Removing fear of failure lets people try different ways of doing things. Metrics help recognize the right ones, the variations to keep. Monitoring and quick rollbacks make failures cheap at the system level. Maybe these 3 things, and time, are all we need to build complex software more useful than we can imagine.

[1] In MCMC, you sometimes keep a worse solution, with a probability based on how much worse. It gets you out of local optimums.
[2] Linda Rising’s closing keynote to GOTO Amsterdam 2014.
[3] This post comes out of this section in Antifragile. The book is annoying, but the ideas in it are crucial.
[4] Daniel Schauenberg’s presentation at GOTO Amsterdam 2014

Weakness and Vulnerability

Weakness and vulnerability are different. Separate the concerns: [1]

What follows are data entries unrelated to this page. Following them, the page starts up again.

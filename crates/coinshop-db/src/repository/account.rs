//! # Account Repository
//!
//! Balance reads and writes.
//!
//! ## Locking Read on SQLite
//! ```text
//! ┌─────────────────────────────────────────────────────────────────────────┐
//! │             get_for_exclusive_read (SELECT ... FOR UPDATE)              │
//! │                                                                         │
//! │  SQLite has no row locks. Its only exclusive hold is the database-wide │
//! │  writer lock, taken by the first write in a transaction.               │
//! │                                                                         │
//! │  So the locking read IS a write that changes nothing:                  │
//! │                                                                         │
//! │     UPDATE accounts SET balance = balance                              │
//! │     WHERE username = ?1                                                │
//! │     RETURNING username, balance, ...                                   │
//! │                                                                         │
//! │  Purchase A: BEGIN ─ lock-read(100) ─ set(90) ─ COMMIT                 │
//! │  Purchase B: BEGIN ─ lock-read ⏳ waits ........ (90) ─ set(80) ─ ...   │
//! │                                                                         │
//! │  B cannot read a balance A is about to overwrite.                      │
//! └─────────────────────────────────────────────────────────────────────────┘
//! ```
//!
//! ## Combined Transfer
//! `apply_combined_transfer` debits and credits in ONE conditional statement.
//! Every guard is checked by the same statement that writes, so there is no
//! read-then-write window.

use chrono::Utc;
use sqlx::SqlitePool;
use tracing::debug;

use crate::error::{DbError, DbResult};
use crate::unit_of_work::UnitOfWork;
use coinshop_core::{Account, Coins};

/// Result of [`AccountRepository::apply_combined_transfer`].
#[derive(Debug, Clone, PartialEq)]
pub enum BalanceMove {
    /// Both balances moved. For a self-transfer both fields hold the same row.
    Applied { debited: Account, credited: Account },

    /// Nothing was written: the sender's balance is below the amount.
    InsufficientFunds { available: i64 },

    /// Nothing was written: this account does not exist.
    AccountMissing { username: String },

    /// Nothing was written: crediting the recipient would overflow `i64`.
    CreditOverflow { username: String, balance: i64 },
}

/// Repository for account (balance) operations.
#[derive(Debug, Clone)]
pub struct AccountRepository {
    pool: SqlitePool,
}

impl AccountRepository {
    /// Creates a new AccountRepository.
    pub fn new(pool: SqlitePool) -> Self {
        AccountRepository { pool }
    }

    /// Inserts a new account.
    ///
    /// ## Returns
    /// * `Err(DbError::UniqueViolation)` - Username already taken
    pub async fn create(&self, username: &str, balance: Coins) -> DbResult<Account> {
        debug!(username = %username, balance = balance.value(), "Creating account");

        let now = Utc::now();

        let account = sqlx::query_as::<_, Account>(
            r#"
            INSERT INTO accounts (username, balance, created_at, updated_at)
            VALUES (?1, ?2, ?3, ?3)
            RETURNING username, balance, created_at, updated_at
            "#,
        )
        .bind(username)
        .bind(balance.value())
        .bind(now)
        .fetch_one(&self.pool)
        .await
        .map_err(|e| match DbError::from(e) {
            DbError::UniqueViolation { field, .. } => DbError::duplicate(field, username),
            other => other,
        })?;

        Ok(account)
    }

    /// Returns the account, creating it with `starting_balance` if absent.
    ///
    /// The boolean is true when this call created the row.
    pub async fn get_or_create(
        &self,
        username: &str,
        starting_balance: Coins,
    ) -> DbResult<(Account, bool)> {
        let now = Utc::now();

        let result = sqlx::query(
            r#"
            INSERT INTO accounts (username, balance, created_at, updated_at)
            VALUES (?1, ?2, ?3, ?3)
            ON CONFLICT (username) DO NOTHING
            "#,
        )
        .bind(username)
        .bind(starting_balance.value())
        .bind(now)
        .execute(&self.pool)
        .await?;

        let created = result.rows_affected() == 1;
        let account = self.get(username).await?;

        Ok((account, created))
    }

    /// Reads an account outside any unit of work.
    ///
    /// Never use this value to decide a balance write.
    pub async fn get(&self, username: &str) -> DbResult<Account> {
        sqlx::query_as::<_, Account>(
            r#"
            SELECT username, balance, created_at, updated_at
            FROM accounts
            WHERE username = ?1
            "#,
        )
        .bind(username)
        .fetch_optional(&self.pool)
        .await?
        .ok_or_else(|| DbError::not_found("Account", username))
    }

    /// Reads an account and takes the exclusive writer hold until `uow` ends.
    ///
    /// Must be the first statement of the unit of work so the hold is taken
    /// before any snapshot is read.
    pub async fn get_for_exclusive_read(
        &self,
        uow: &mut UnitOfWork,
        username: &str,
    ) -> DbResult<Account> {
        debug!(username = %username, "Locking account");

        sqlx::query_as::<_, Account>(
            r#"
            UPDATE accounts
            SET balance = balance
            WHERE username = ?1
            RETURNING username, balance, created_at, updated_at
            "#,
        )
        .bind(username)
        .fetch_optional(uow.conn()?)
        .await?
        .ok_or_else(|| DbError::not_found("Account", username))
    }

    /// Overwrites a balance inside `uow`.
    ///
    /// ## Returns
    /// * `Err(DbError::NotFound)` - No such account
    /// * `Err(DbError::CheckViolation)` - `new_balance` is negative
    pub async fn set_balance(
        &self,
        uow: &mut UnitOfWork,
        username: &str,
        new_balance: Coins,
    ) -> DbResult<Account> {
        debug!(username = %username, balance = new_balance.value(), "Setting balance");

        let now = Utc::now();

        sqlx::query_as::<_, Account>(
            r#"
            UPDATE accounts
            SET balance = ?2, updated_at = ?3
            WHERE username = ?1
            RETURNING username, balance, created_at, updated_at
            "#,
        )
        .bind(username)
        .bind(new_balance.value())
        .bind(now)
        .fetch_optional(uow.conn()?)
        .await?
        .ok_or_else(|| DbError::not_found("Account", username))
    }

    /// Debits `from` and credits `to` by `amount` in one conditional statement.
    ///
    /// ## Guard (evaluated by the same statement that writes)
    /// - both accounts exist
    /// - `from` holds at least `amount`
    /// - `to` can take `amount` without overflowing
    ///
    /// If the guard fails nothing is written and the outcome says why.
    /// A self-transfer passes the same guard and leaves the balance unchanged.
    pub async fn apply_combined_transfer(
        &self,
        uow: &mut UnitOfWork,
        from: &str,
        to: &str,
        amount: Coins,
    ) -> DbResult<BalanceMove> {
        debug!(from = %from, to = %to, amount = amount.value(), "Applying combined transfer");

        let now = Utc::now();

        let moved = sqlx::query_as::<_, Account>(
            r#"
            UPDATE accounts
            SET balance = balance + CASE
                    WHEN ?1 = ?2 THEN 0
                    WHEN username = ?1 THEN -?3
                    ELSE ?3
                END,
                updated_at = ?4
            WHERE username IN (?1, ?2)
              AND (SELECT COUNT(*) FROM accounts WHERE username IN (?1, ?2))
                  = CASE WHEN ?1 = ?2 THEN 1 ELSE 2 END
              AND (SELECT balance FROM accounts WHERE username = ?1) >= ?3
              AND (?1 = ?2
                   OR (SELECT balance FROM accounts WHERE username = ?2)
                      <= 9223372036854775807 - ?3)
            RETURNING username, balance, created_at, updated_at
            "#,
        )
        .bind(from)
        .bind(to)
        .bind(amount.value())
        .bind(now)
        .fetch_all(uow.conn()?)
        .await?;

        if !moved.is_empty() {
            let debited = moved.iter().find(|a| a.username == from).cloned();
            let credited = moved.iter().find(|a| a.username == to).cloned();

            return match (debited, credited) {
                (Some(debited), Some(credited)) => Ok(BalanceMove::Applied { debited, credited }),
                _ => Err(DbError::Internal(format!(
                    "combined transfer touched {} unexpected rows",
                    moved.len()
                ))),
            };
        }

        // Nothing matched. The statement above already holds the writer lock,
        // so these reads explain the refusal without racing anyone.
        let from_balance = self.balance_in(uow, from).await?;
        let Some(available) = from_balance else {
            return Ok(BalanceMove::AccountMissing {
                username: from.to_string(),
            });
        };

        let Some(recipient_balance) = self.balance_in(uow, to).await? else {
            return Ok(BalanceMove::AccountMissing {
                username: to.to_string(),
            });
        };

        if available < amount.value() {
            return Ok(BalanceMove::InsufficientFunds { available });
        }

        if Coins::new(recipient_balance).credit(amount).is_err() {
            return Ok(BalanceMove::CreditOverflow {
                username: to.to_string(),
                balance: recipient_balance,
            });
        }

        Err(DbError::Internal(format!(
            "combined transfer {from} -> {to} refused with every guard satisfied"
        )))
    }

    async fn balance_in(&self, uow: &mut UnitOfWork, username: &str) -> DbResult<Option<i64>> {
        let balance = sqlx::query_scalar::<_, i64>("SELECT balance FROM accounts WHERE username = ?1")
            .bind(username)
            .fetch_optional(uow.conn()?)
            .await?;

        Ok(balance)
    }

    /// Sum of every balance (for diagnostics and conservation checks).
    pub async fn total_balance(&self) -> DbResult<i64> {
        let total: i64 = sqlx::query_scalar("SELECT COALESCE(SUM(balance), 0) FROM accounts")
            .fetch_one(&self.pool)
            .await?;

        Ok(total)
    }

    /// Counts accounts.
    pub async fn count(&self) -> DbResult<i64> {
        let count: i64 = sqlx::query_scalar("SELECT COUNT(*) FROM accounts")
            .fetch_one(&self.pool)
            .await?;

        Ok(count)
    }
}

// =============================================================================
// Unit Tests
// =============================================================================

Vulnerability is an openness to being wounded.
Weakness is inability to live through wounds.

In D&D terms: vulnerability is a low armor class, weakness is low hit points. Armor class determines how hard it is for an enemy to hit you, and hit points determine how many hits you can take. So you have a choice: prevent hits, or endure more hits.

If you try to make your software perfect, so that it never experiences a failure, that’s a high armor class. That’s aiming for invulnerability.

Thing is, in D&D, no matter how high your armor class, if the enemy makes a perfect roll (a 20 on a d20, a twenty-sided die), that’s a critical hit and it strikes you. Even if your software is bug-free, hardware goes down or misbehaves.

If you’ve spent all your energy on armor class and little on hit points, that single hit can kill you.

Embrace failure by letting go of ideal invulnerability, and think about recovery instead. I could implement signal handlers, and maintain them, and this is a huge pain and makes my code ugly. Or I could implement a separate cleanup mechanism for crashed processes. That’s a separation of concerns, and it’s more robust: signal handlers don’t help when the app is out of memory, a separate recovery does.

In the software I currently work on, I take the strategy of building safety nets at the application, process, subsystem, and module levels, as feasible.[3] Then while I try to get my code right, I don’t convolute my code looking for hardware and network failures, bad data and every error I can conceive. There are always going to be errors I don’t conceive. Fail gracefully, and pick up the pieces.

An expanded version of this post, adding the human element, is on True in Software, True in Life.

[1] Someone tweeted a quote from some book on this, on the difference between weakness and vulnerability, a few weeks ago and it clicked with me. I can’t find the tweet or the quote anymore. Anyone recognize this?
[3] The actor model (Akka in my case) helps with recovery. It implements “Have you restarted your computer?” at the small scale.